### Required action
Count the lines in the records beneath this task that contain the string "impl", then give the count by itself.

### Provided records
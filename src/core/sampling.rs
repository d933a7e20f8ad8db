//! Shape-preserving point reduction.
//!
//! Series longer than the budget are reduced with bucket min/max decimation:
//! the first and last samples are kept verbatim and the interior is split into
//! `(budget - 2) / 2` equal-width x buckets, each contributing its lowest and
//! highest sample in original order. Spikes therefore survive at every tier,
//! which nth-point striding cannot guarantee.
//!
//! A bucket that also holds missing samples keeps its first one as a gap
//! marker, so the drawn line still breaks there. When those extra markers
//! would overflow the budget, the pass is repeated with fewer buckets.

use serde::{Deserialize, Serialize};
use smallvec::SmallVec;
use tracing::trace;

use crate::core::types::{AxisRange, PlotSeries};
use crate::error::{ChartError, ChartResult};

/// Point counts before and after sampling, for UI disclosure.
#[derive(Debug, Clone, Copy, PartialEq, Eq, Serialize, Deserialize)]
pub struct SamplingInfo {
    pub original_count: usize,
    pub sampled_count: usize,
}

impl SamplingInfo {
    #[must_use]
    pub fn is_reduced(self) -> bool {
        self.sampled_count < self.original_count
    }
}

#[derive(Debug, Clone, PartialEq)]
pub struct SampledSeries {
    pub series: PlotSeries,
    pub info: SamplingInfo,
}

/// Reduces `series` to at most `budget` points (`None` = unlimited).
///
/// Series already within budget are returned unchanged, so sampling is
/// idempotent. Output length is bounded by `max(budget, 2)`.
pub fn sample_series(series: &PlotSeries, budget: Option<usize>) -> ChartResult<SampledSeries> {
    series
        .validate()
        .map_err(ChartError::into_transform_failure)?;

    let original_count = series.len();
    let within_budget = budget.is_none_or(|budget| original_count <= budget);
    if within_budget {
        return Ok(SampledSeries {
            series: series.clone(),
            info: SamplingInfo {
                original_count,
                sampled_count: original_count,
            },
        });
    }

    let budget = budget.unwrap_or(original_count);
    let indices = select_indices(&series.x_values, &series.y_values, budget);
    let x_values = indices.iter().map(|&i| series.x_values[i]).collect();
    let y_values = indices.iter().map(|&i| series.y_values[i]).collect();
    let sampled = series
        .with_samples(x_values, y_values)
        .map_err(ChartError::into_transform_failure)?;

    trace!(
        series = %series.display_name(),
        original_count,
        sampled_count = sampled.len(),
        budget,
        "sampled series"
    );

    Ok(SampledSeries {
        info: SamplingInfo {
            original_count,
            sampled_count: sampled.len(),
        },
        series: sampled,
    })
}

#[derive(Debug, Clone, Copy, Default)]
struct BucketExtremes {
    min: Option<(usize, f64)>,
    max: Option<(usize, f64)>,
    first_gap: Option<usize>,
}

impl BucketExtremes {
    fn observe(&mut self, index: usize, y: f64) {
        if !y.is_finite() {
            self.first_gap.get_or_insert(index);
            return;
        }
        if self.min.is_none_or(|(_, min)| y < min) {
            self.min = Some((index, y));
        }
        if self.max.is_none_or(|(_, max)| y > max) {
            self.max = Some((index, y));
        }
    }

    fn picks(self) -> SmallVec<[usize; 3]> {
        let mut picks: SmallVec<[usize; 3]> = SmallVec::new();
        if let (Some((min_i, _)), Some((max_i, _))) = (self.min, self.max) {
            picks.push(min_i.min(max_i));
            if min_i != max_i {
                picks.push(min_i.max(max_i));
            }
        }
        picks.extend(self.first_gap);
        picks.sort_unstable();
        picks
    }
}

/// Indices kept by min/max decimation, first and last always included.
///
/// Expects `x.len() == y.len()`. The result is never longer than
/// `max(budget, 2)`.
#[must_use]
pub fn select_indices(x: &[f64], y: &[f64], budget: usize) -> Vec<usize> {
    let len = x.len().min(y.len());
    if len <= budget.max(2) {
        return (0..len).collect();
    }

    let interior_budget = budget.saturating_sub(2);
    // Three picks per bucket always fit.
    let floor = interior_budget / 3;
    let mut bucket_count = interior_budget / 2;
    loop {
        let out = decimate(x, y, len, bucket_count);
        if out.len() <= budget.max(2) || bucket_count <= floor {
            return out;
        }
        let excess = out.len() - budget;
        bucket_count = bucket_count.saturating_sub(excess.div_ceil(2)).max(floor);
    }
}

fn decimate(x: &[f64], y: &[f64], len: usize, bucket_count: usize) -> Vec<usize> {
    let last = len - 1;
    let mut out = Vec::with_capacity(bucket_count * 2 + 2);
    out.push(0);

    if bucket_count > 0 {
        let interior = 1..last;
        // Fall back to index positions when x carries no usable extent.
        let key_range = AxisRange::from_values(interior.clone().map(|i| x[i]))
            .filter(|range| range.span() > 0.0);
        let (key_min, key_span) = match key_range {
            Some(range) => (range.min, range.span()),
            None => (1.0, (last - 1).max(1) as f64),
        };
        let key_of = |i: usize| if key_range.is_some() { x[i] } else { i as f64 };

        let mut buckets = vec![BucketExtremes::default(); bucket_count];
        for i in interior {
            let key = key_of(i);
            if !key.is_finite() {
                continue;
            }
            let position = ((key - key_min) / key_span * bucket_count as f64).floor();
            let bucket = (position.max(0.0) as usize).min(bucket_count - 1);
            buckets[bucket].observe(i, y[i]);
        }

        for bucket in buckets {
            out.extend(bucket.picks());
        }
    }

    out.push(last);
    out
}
...
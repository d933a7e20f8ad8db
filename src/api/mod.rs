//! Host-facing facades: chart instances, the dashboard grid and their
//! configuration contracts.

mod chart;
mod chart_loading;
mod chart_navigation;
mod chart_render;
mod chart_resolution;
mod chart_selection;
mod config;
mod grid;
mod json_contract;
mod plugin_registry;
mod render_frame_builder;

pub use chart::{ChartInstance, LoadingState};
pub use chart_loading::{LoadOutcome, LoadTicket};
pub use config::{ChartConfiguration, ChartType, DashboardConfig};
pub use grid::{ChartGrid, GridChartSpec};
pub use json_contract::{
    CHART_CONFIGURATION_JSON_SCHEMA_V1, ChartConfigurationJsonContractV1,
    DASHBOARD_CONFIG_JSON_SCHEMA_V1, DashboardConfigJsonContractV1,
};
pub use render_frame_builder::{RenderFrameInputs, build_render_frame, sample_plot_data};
* * *
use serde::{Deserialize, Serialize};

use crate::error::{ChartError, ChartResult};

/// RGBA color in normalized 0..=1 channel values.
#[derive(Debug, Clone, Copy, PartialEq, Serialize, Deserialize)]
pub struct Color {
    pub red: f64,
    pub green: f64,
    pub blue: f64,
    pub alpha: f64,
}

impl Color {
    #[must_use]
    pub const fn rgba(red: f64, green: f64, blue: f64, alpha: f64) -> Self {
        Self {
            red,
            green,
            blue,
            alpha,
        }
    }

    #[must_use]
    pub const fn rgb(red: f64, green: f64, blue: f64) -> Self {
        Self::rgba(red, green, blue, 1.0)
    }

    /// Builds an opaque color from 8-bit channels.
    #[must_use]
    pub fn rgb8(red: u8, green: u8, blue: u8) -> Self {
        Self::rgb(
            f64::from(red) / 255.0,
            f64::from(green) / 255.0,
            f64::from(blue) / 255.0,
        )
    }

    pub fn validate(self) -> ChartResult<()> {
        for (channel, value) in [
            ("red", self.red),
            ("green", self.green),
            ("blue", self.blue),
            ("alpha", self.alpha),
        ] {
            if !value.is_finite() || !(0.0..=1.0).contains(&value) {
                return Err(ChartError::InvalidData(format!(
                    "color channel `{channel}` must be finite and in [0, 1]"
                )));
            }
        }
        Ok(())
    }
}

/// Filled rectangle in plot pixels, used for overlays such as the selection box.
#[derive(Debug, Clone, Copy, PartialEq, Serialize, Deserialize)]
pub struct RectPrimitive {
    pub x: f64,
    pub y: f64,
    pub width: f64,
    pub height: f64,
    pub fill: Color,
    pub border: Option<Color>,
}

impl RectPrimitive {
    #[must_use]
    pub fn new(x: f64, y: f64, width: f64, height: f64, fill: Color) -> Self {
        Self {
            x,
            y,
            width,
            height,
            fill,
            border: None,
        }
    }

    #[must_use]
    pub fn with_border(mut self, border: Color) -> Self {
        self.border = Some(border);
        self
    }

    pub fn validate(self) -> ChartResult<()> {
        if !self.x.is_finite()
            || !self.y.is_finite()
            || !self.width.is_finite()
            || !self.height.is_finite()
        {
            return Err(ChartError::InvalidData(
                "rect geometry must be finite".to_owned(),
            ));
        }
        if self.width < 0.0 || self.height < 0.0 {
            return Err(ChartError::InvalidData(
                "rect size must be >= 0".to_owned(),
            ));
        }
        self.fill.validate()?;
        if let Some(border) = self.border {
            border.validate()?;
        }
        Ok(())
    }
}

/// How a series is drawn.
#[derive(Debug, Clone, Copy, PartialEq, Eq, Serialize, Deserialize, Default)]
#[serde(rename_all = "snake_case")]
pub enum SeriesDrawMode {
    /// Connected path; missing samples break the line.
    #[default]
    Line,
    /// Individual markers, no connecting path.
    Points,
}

### Answer section
4